//! Low-level HTTP client: `Client`.
//!
//! Authenticated GET/POST/DELETE against the web font API, with count-bounded
//! retries, a per-call timeout and error normalization. Resource sub-clients
//! and [`Pager`] are built on top of this.

use crate::error::{ApiError, Error, HttpStatusError, Result};
use crate::http::options::{ClientOptions, ResolvedOptions};
use crate::http::params::SearchParams;
use crate::http::retry::RetryPolicy;
use crate::network::USER_AGENT;
use crate::pager::{Paginated, Pager};

use futures_util::future::{self, Either};
use reqwest::header;
use reqwest::{Method, Response, Url};
use serde::de::DeserializeOwned;
use serde::Serialize;
use std::sync::Arc;
use std::time::Duration;

/// HTTP client for the Morisawa Fonts web font REST API.
///
/// Holds read-only instance defaults; every call may pass a partial
/// [`ClientOptions`] that is merged over them for that call only. Cloning is
/// cheap and clones share the connection pool.
#[derive(Debug, Clone)]
pub struct Client {
    options: Arc<ClientOptions>,
    /// Transport used when the effective options name none.
    default_http: reqwest::Client,
    user_agent: Option<&'static str>,
}

impl Client {
    /// Create a client with the given instance defaults.
    ///
    /// The token is not checked here; a missing token fails each call.
    pub fn new(options: ClientOptions) -> Result<Self> {
        Self::builder().options(options).build()
    }

    pub fn builder() -> ClientBuilder {
        ClientBuilder::default()
    }

    /// Instance defaults.
    pub fn options(&self) -> &ClientOptions {
        &self.options
    }

    /// `GET path?params`, returning the parsed JSON body.
    pub async fn get<T: DeserializeOwned>(
        &self,
        path: &str,
        params: Option<&SearchParams>,
        overrides: Option<&ClientOptions>,
    ) -> Result<T> {
        let (url, body) = self
            .request(Method::GET, path, params, None::<&()>, overrides)
            .await?;
        decode(url, &body)
    }

    /// `POST path` with a JSON body, returning the parsed JSON body.
    pub async fn post<T: DeserializeOwned, B: Serialize + ?Sized>(
        &self,
        path: &str,
        body: Option<&B>,
        overrides: Option<&ClientOptions>,
    ) -> Result<T> {
        let (url, bytes) = self
            .request(Method::POST, path, None, body, overrides)
            .await?;
        decode(url, &bytes)
    }

    /// `DELETE path` with an optional JSON body. The response body is discarded.
    pub async fn delete<B: Serialize + ?Sized>(
        &self,
        path: &str,
        body: Option<&B>,
        overrides: Option<&ClientOptions>,
    ) -> Result<()> {
        self.request(Method::DELETE, path, None, body, overrides)
            .await?;
        Ok(())
    }

    /// A [`Pager`] over `path`. No request is made until the first page is asked for.
    pub fn get_list<P: Paginated>(
        &self,
        path: &str,
        input: impl Into<SearchParams>,
        overrides: Option<ClientOptions>,
    ) -> Pager<P> {
        Pager::new(self.clone(), path, input.into(), overrides)
    }

    // ── Internal HTTP methods ────────────────────────────────────────────

    async fn request<B: Serialize + ?Sized>(
        &self,
        method: Method,
        path: &str,
        params: Option<&SearchParams>,
        body: Option<&B>,
        overrides: Option<&ClientOptions>,
    ) -> Result<(Url, Vec<u8>)> {
        let options = match overrides {
            Some(o) => self.options.merge(o),
            None => ClientOptions::clone(&self.options),
        };
        let options = options.resolve(&self.default_http)?;
        let url = options.url_for(path);

        let call = self.request_with_retry(&method, &url, params, body, &options);
        let Some(timeout) = options.timeout else {
            return call.await;
        };

        let call = std::pin::pin!(call);
        match future::select(call, futures_timer::Delay::new(timeout)).await {
            Either::Left((result, _)) => result,
            Either::Right(_) => Err(timeout_error(&method, &url, Some(timeout))),
        }
    }

    async fn request_with_retry<B: Serialize + ?Sized>(
        &self,
        method: &Method,
        url: &str,
        params: Option<&SearchParams>,
        body: Option<&B>,
        options: &ResolvedOptions,
    ) -> Result<(Url, Vec<u8>)> {
        let max_retries = match RetryPolicy::for_method(method) {
            RetryPolicy::None => 0,
            RetryPolicy::Idempotent => options.retry,
        };
        let backoff = &options.backoff;
        let mut attempt = 0;

        loop {
            let request = self
                .build_request(method, url, params, body, options)
                .build()?;
            let request_url = request.url().clone();

            tracing::debug!(
                method = %method,
                url = %request_url,
                attempt = attempt + 1,
                "Sending request"
            );

            let response = match options.http_client.execute(request).await {
                Ok(resp) => resp,
                Err(e) if e.is_timeout() => {
                    return Err(timeout_error(method, url, options.timeout));
                }
                Err(e) => {
                    if attempt < max_retries && is_retryable_transport(&e) {
                        let delay = backoff.delay_for_attempt(attempt);
                        log_retry(attempt, max_retries, delay, url, &e.to_string());
                        futures_timer::Delay::new(delay).await;
                        attempt += 1;
                        continue;
                    }
                    return Err(Error::Transport(e));
                }
            };

            let status = response.status();
            if status.is_success() {
                let bytes = response.bytes().await?;
                return Ok((request_url, bytes.to_vec()));
            }

            if attempt < max_retries && backoff.is_retryable_status(status) {
                let delay = backoff
                    .retry_after(status, response.headers())
                    .unwrap_or_else(|| backoff.delay_for_attempt(attempt));
                log_retry(attempt, max_retries, delay, url, status.as_str());
                futures_timer::Delay::new(delay).await;
                attempt += 1;
                continue;
            }

            return Err(api_error(method, request_url, response).await?);
        }
    }

    fn build_request<B: Serialize + ?Sized>(
        &self,
        method: &Method,
        url: &str,
        params: Option<&SearchParams>,
        body: Option<&B>,
        options: &ResolvedOptions,
    ) -> reqwest::RequestBuilder {
        let mut req = options
            .http_client
            .request(method.clone(), url)
            .bearer_auth(&options.api_token);

        if let Some(agent) = self.user_agent {
            req = req.header(header::USER_AGENT, agent);
        }
        if let Some(p) = params {
            req = req.query(p);
        }
        if let Some(b) = body {
            req = req.json(b);
        }
        req
    }
}

/// Read the failed response body once, in full, and normalize it.
///
/// A failure while reading the body is a transport error, not an [`ApiError`].
async fn api_error(method: &Method, url: Url, response: Response) -> Result<Error> {
    let cause = HttpStatusError::new(response.status(), method.clone(), url);
    let text = response.text().await?;
    Ok(Error::Api(ApiError::new(cause, &text)))
}

fn decode<T: DeserializeOwned>(url: Url, body: &[u8]) -> Result<T> {
    serde_json::from_slice(body).map_err(|source| Error::Decode {
        url: url.to_string(),
        source,
    })
}

fn timeout_error(method: &Method, url: &str, timeout: Option<Duration>) -> Error {
    Error::Timeout {
        method: method.clone(),
        url: url.to_string(),
        timeout,
    }
}

fn is_retryable_transport(e: &reqwest::Error) -> bool {
    #[cfg(not(target_arch = "wasm32"))]
    let retryable = e.is_connect() || e.is_request();
    #[cfg(target_arch = "wasm32")]
    let retryable = e.is_request();
    retryable && !e.is_builder()
}

fn log_retry(attempt: u32, max: u32, delay: Duration, url: &str, reason: &str) {
    tracing::debug!(
        attempt = attempt + 1,
        max,
        delay_ms = delay.as_millis() as u64,
        reason,
        "Retrying request to {}",
        url
    );
}

// ═════════════════════════════════════════════════════════════════════════════
// Builder
// ═════════════════════════════════════════════════════════════════════════════

pub struct ClientBuilder {
    options: ClientOptions,
    browser_host: bool,
}

impl Default for ClientBuilder {
    fn default() -> Self {
        Self {
            options: ClientOptions::default(),
            browser_host: cfg!(target_arch = "wasm32"),
        }
    }
}

impl ClientBuilder {
    /// Replace all instance defaults at once.
    pub fn options(mut self, options: ClientOptions) -> Self {
        self.options = options;
        self
    }

    pub fn api_token(mut self, token: impl Into<String>) -> Self {
        self.options.api_token = Some(token.into());
        self
    }

    pub fn base_url(mut self, url: impl Into<String>) -> Self {
        self.options.base_url = Some(url.into());
        self
    }

    pub fn timeout(mut self, timeout: Duration) -> Self {
        self.options = self.options.timeout(timeout);
        self
    }

    pub fn no_timeout(mut self) -> Self {
        self.options = self.options.no_timeout();
        self
    }

    pub fn retry(mut self, limit: u32) -> Self {
        self.options.retry = Some(limit);
        self
    }

    pub fn backoff(mut self, config: crate::http::RetryConfig) -> Self {
        self.options.backoff = Some(config);
        self
    }

    pub fn http_client(mut self, client: reqwest::Client) -> Self {
        self.options.http_client = Some(client);
        self
    }

    /// Running inside a browser-like host that owns the `User-Agent` header.
    ///
    /// Defaults to `true` on `wasm32`, `false` elsewhere.
    pub fn browser_host(mut self, browser_host: bool) -> Self {
        self.browser_host = browser_host;
        self
    }

    pub fn build(self) -> Result<Client> {
        let default_http = match &self.options.http_client {
            Some(client) => client.clone(),
            None => default_transport()?,
        };

        Ok(Client {
            options: Arc::new(self.options),
            default_http,
            user_agent: (!self.browser_host).then_some(USER_AGENT),
        })
    }
}

fn default_transport() -> Result<reqwest::Client> {
    let mut builder = reqwest::Client::builder();
    #[cfg(not(target_arch = "wasm32"))]
    {
        builder = builder.pool_max_idle_per_host(10);
    }
    Ok(builder.build()?)
}

#[cfg(test)]
mod tests {
    use super::*;

    fn client(browser_host: bool) -> Client {
        Client::builder()
            .api_token("test-token")
            .base_url("https://example.com/v1")
            .browser_host(browser_host)
            .build()
            .unwrap()
    }

    fn resolved(client: &Client) -> ResolvedOptions {
        client.options().resolve(&client.default_http).unwrap()
    }

    #[test]
    fn test_request_carries_bearer_token_and_user_agent() {
        let client = client(false);
        let options = resolved(&client);
        let params = SearchParams::new().with("param", 42u32);
        let request = client
            .build_request(
                &Method::GET,
                &options.url_for("/get"),
                Some(&params),
                None::<&()>,
                &options,
            )
            .build()
            .unwrap();

        assert_eq!(request.url().as_str(), "https://example.com/v1/get?param=42");
        assert_eq!(
            request.headers().get(header::AUTHORIZATION).unwrap(),
            "Bearer test-token"
        );
        assert_eq!(
            request.headers().get(header::USER_AGENT).unwrap(),
            USER_AGENT
        );
    }

    #[test]
    fn test_browser_host_omits_user_agent() {
        let client = client(true);
        let options = resolved(&client);
        let request = client
            .build_request(
                &Method::GET,
                &options.url_for("get"),
                None,
                None::<&()>,
                &options,
            )
            .build()
            .unwrap();

        assert!(request.headers().get(header::USER_AGENT).is_none());
    }

    #[test]
    fn test_json_body_is_attached() {
        let client = client(false);
        let options = resolved(&client);
        let body = serde_json::json!({ "domains": ["example.com"] });
        let request = client
            .build_request(
                &Method::DELETE,
                &options.url_for("domains"),
                None,
                Some(&body),
                &options,
            )
            .build()
            .unwrap();

        assert_eq!(
            request.headers().get(header::CONTENT_TYPE).unwrap(),
            "application/json"
        );
        let bytes = request.body().and_then(|b| b.as_bytes()).unwrap();
        assert_eq!(
            serde_json::from_slice::<serde_json::Value>(bytes).unwrap(),
            body
        );
    }

    #[test]
    fn test_get_list_makes_no_request() {
        let client = client(false);
        let pager: Pager<crate::pager::Page<u32>> =
            client.get_list("/pager", SearchParams::new(), None);
        assert!(pager.has_next_page());
    }
}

• • •

## PROBLEM TO WORK ON
Extract exactly the leading lines of the data, stopping at and including the line with "fails each call.".

## RESPONSE
//! Low-level HTTP client: `Client`.
//!
//! Authenticated GET/POST/DELETE against the web font API, with count-bounded
//! retries, a per-call timeout and error normalization. Resource sub-clients
//! and [`Pager`] are built on top of this.

use crate::error::{ApiError, Error, HttpStatusError, Result};
use crate::http::options::{ClientOptions, ResolvedOptions};
use crate::http::params::SearchParams;
use crate::http::retry::RetryPolicy;
use crate::network::USER_AGENT;
use crate::pager::{Paginated, Pager};

use futures_util::future::{self, Either};
use reqwest::header;
use reqwest::{Method, Response, Url};
use serde::de::DeserializeOwned;
use serde::Serialize;
use std::sync::Arc;
use std::time::Duration;

/// HTTP client for the Morisawa Fonts web font REST API.
///
/// Holds read-only instance defaults; every call may pass a partial
/// [`ClientOptions`] that is merged over them for that call only. Cloning is
/// cheap and clones share the connection pool.
#[derive(Debug, Clone)]
pub struct Client {
    options: Arc<ClientOptions>,
    /// Transport used when the effective options name none.
    default_http: reqwest::Client,
    user_agent: Option<&'static str>,
}

impl Client {
    /// Create a client with the given instance defaults.
    ///
    /// The token is not checked here; a missing token fails each call.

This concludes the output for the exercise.